調査団は今回、GPS(衛星測位システム)やレーザー光線で距離を測定する望遠鏡を持参した。爆撃を受けた屋敷跡から丘の上の基地までの距離は、三百メートルだった。
次に丘の上の基地にも足を踏み入れた。
高さ五十メートルほどの小さな丘だが、頂上は細長い馬の背状だった。道幅はわずか十メートルほどで、地雷撤去未処理を表す白と赤で塗り分けた石が並んでいた。その路上にはさび付いた対空砲の残がいが二基放置されていた。他には三つばかりの土と泥でできた小屋の残がいがあるだけだった。

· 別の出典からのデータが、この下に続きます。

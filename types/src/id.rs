//! User and venue identifiers.
//!
//! Both are opaque strings issued by external systems (the auth service and the
//! venue onboarding flow). They are validated once at the boundary so the rest
//! of the engine never has to second-guess them. Control characters are refused
//! because the storage layer uses `0x00` as a key separator.

use serde::{Deserialize, Serialize};
use std::fmt;

use crate::TypesError;

/// Longest identifier accepted from either issuer.
pub const MAX_ID_LEN: usize = 128;

fn validate(kind: &'static str, raw: &str) -> Result<(), TypesError> {
    if raw.is_empty() {
        return Err(TypesError::InvalidId {
            kind,
            reason: "empty".into(),
        });
    }
    if raw.len() > MAX_ID_LEN {
        return Err(TypesError::InvalidId {
            kind,
            reason: format!("longer than {MAX_ID_LEN} bytes"),
        });
    }
    if raw.chars().any(char::is_control) {
        return Err(TypesError::InvalidId {
            kind,
            reason: "contains control characters".into(),
        });
    }
    Ok(())
}

macro_rules! string_id {
    ($(#[$meta:meta])* $name:ident, $kind:literal) => {
        $(#[$meta])*
        #[derive(Clone, Debug, PartialEq, Eq, PartialOrd, Ord, Hash, Serialize, Deserialize)]
        #[serde(try_from = "String", into = "String")]
        pub struct $name(String);

        impl $name {
            /// Parse and validate a raw identifier.
            pub fn parse(raw: impl Into<String>) -> Result<Self, TypesError> {
                let s = raw.into();
                validate($kind, &s)?;
                Ok(Self(s))
            }

            /// Create an identifier from a string known to be valid.
            ///
            /// # Panics
            /// Panics if the string is empty, too long, or contains control characters.
            pub fn new(raw: impl Into<String>) -> Self {
                match Self::parse(raw) {
                    Ok(id) => id,
                    Err(e) => panic!("{e}"),
                }
            }

            pub fn as_str(&self) -> &str {
                &self.0
            }

            pub fn as_bytes(&self) -> &[u8] {
                self.0.as_bytes()
            }
        }

        impl fmt::Display for $name {
            fn fmt(&self, f: &mut fmt::Formatter<'_>) -> fmt::Result {
                f.write_str(&self.0)
            }
        }

        impl TryFrom<String> for $name {
            type Error = TypesError;

            fn try_from(s: String) -> Result<Self, Self::Error> {
                Self::parse(s)
            }
        }

        impl From<$name> for String {
            fn from(id: $name) -> Self {
                id.0
            }
        }
    };
}

string_id!(
    /// An authenticated user, as issued by the external session service.
    UserId,
    "user"
);

string_id!(
    /// A venue (popup store), as issued by the onboarding flow.
    VenueId,
    "venue"
);

#[cfg(test)]
mod tests {
    use super::*;

    #[test]
    fn parse_accepts_plain_ids() {
        let id = UserId::parse("user-42").unwrap();
        assert_eq!(id.as_str(), "user-42");
        assert_eq!(id.to_string(), "user-42");
    }

    #[test]
    fn parse_rejects_empty() {
        assert!(matches!(
            VenueId::parse(""),
            Err(TypesError::InvalidId { kind: "venue", .. })
        ));
    }

    #[test]
    fn parse_rejects_separator_byte() {
        assert!(UserId::parse("a\0b").is_err());
    }

    #[test]
    fn parse_rejects_overlong() {
        assert!(UserId::parse("x".repeat(MAX_ID_LEN + 1)).is_err());
        assert!(UserId::parse("x".repeat(MAX_ID_LEN)).is_ok());
    }

    #[test]
    fn deserialize_validates() {
        let ok: Result<VenueId, _> = serde_json::from_str("\"V1\"");
        assert_eq!(ok.unwrap(), VenueId::new("V1"));
        let bad: Result<VenueId, _> = serde_json::from_str("\"\"");
        assert!(bad.is_err());
    }

    #[test]
    #[should_panic]
    fn new_panics_on_invalid() {
        let _ = UserId::new("");
    }
}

「基地」と呼ぶにはあまりにも粗末で、「陣地」か「詰所」と呼ぶべき代物だ。
丘の南を眺めると、カブールでも比較的大きな病院が目の前に迫り、高級住宅地が隣接している。北の斜面は、Aさんたちが住む集落で、土と泥の家が並んでいる。つまり、病院や住宅地が立ち並ぶ一画に、対空砲が二基あっただけの場所なのだ。

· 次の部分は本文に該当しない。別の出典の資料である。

//! Database schema versioning.
//!
//! Tracks a monotonically increasing schema version in the meta database and
//! runs sequential migration functions to bring an older database up to date.

use crate::environment::LmdbEnvironment;
use crate::LmdbError;

/// The schema version that the current code expects.
pub const CURRENT_SCHEMA_VERSION: u32 = 1;

const SCHEMA_VERSION_KEY: &[u8] = b"schema_version";

/// Runs database migrations to bring the schema up to date.
pub struct Migrator;

impl Migrator {
    /// Check the stored schema version and run any needed migrations.
    ///
    /// - Version 0 means a fresh database (no version stored yet).
    /// - If the stored version is *higher* than what this code supports,
    ///   the database was written by a newer build and we refuse to open it.
    pub fn run(lmdb: &LmdbEnvironment) -> Result<(), LmdbError> {
        let current = Self::stored_version(lmdb)?;

        if current == CURRENT_SCHEMA_VERSION {
            tracing::debug!(version = current, "database schema is up to date");
            return Ok(());
        }

        if current > CURRENT_SCHEMA_VERSION {
            return Err(LmdbError::Schema(format!(
                "database schema version {} is newer than supported version {}",
                current, CURRENT_SCHEMA_VERSION
            )));
        }

        for version in current..CURRENT_SCHEMA_VERSION {
            tracing::info!(from = version, to = version + 1, "running migration");
            run_migration(version, version + 1)?;
        }

        Self::set_version(lmdb, CURRENT_SCHEMA_VERSION)?;
        tracing::info!(version = CURRENT_SCHEMA_VERSION, "migration complete");
        Ok(())
    }

    pub fn stored_version(lmdb: &LmdbEnvironment) -> Result<u32, LmdbError> {
        let rtxn = lmdb.env().read_txn()?;
        match lmdb.meta_db.get(&rtxn, SCHEMA_VERSION_KEY)? {
            None => Ok(0),
            Some(bytes) => {
                let buf: [u8; 4] = bytes
                    .try_into()
                    .map_err(|_| LmdbError::Schema("invalid schema version bytes".into()))?;
                Ok(u32::from_be_bytes(buf))
            }
        }
    }

    pub(crate) fn set_version(lmdb: &LmdbEnvironment, version: u32) -> Result<(), LmdbError> {
        let mut wtxn = lmdb.env().write_txn()?;
        lmdb.meta_db
            .put(&mut wtxn, SCHEMA_VERSION_KEY, &version.to_be_bytes())?;
        wtxn.commit()?;
        Ok(())
    }
}

fn run_migration(from: u32, to: u32) -> Result<(), LmdbError> {
    match (from, to) {
        // Initial schema: `venues` keyed by venue id, `checkins` keyed by
        // `venue_id ++ 0x00 ++ user_id`, bincode values.
        (0, 1) => Ok(()),
        _ => Err(LmdbError::Schema(format!(
            "unknown migration: {} -> {}",
            from, to
        ))),
    }
}
//! Shared utilities for the presence check-in engine.

pub mod logging;
pub mod time;

pub use logging::{init_tracing, LogFormat};
pub use time::format_duration;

爆撃を目撃した人が見つかった。Aさんの隣家のBさんで、爆撃で二人の子どもを亡くしている。日の出前の薄暗い早朝六時ころ、庭に出ていたBさんは、ジェット機のかすかな爆音を聞いた。「戦闘機の姿は見えませんでした。爆音からかなり上空を飛んでいたことは確かです。まさかあの飛行機が爆弾を落とすとは思ってもいませんでした。気がついたとき、私は瓦れきの下敷きになっていました」。
米軍は民間住宅地に被害が出ることを承知の上で、高高度からの空爆を繰り返していたのだ。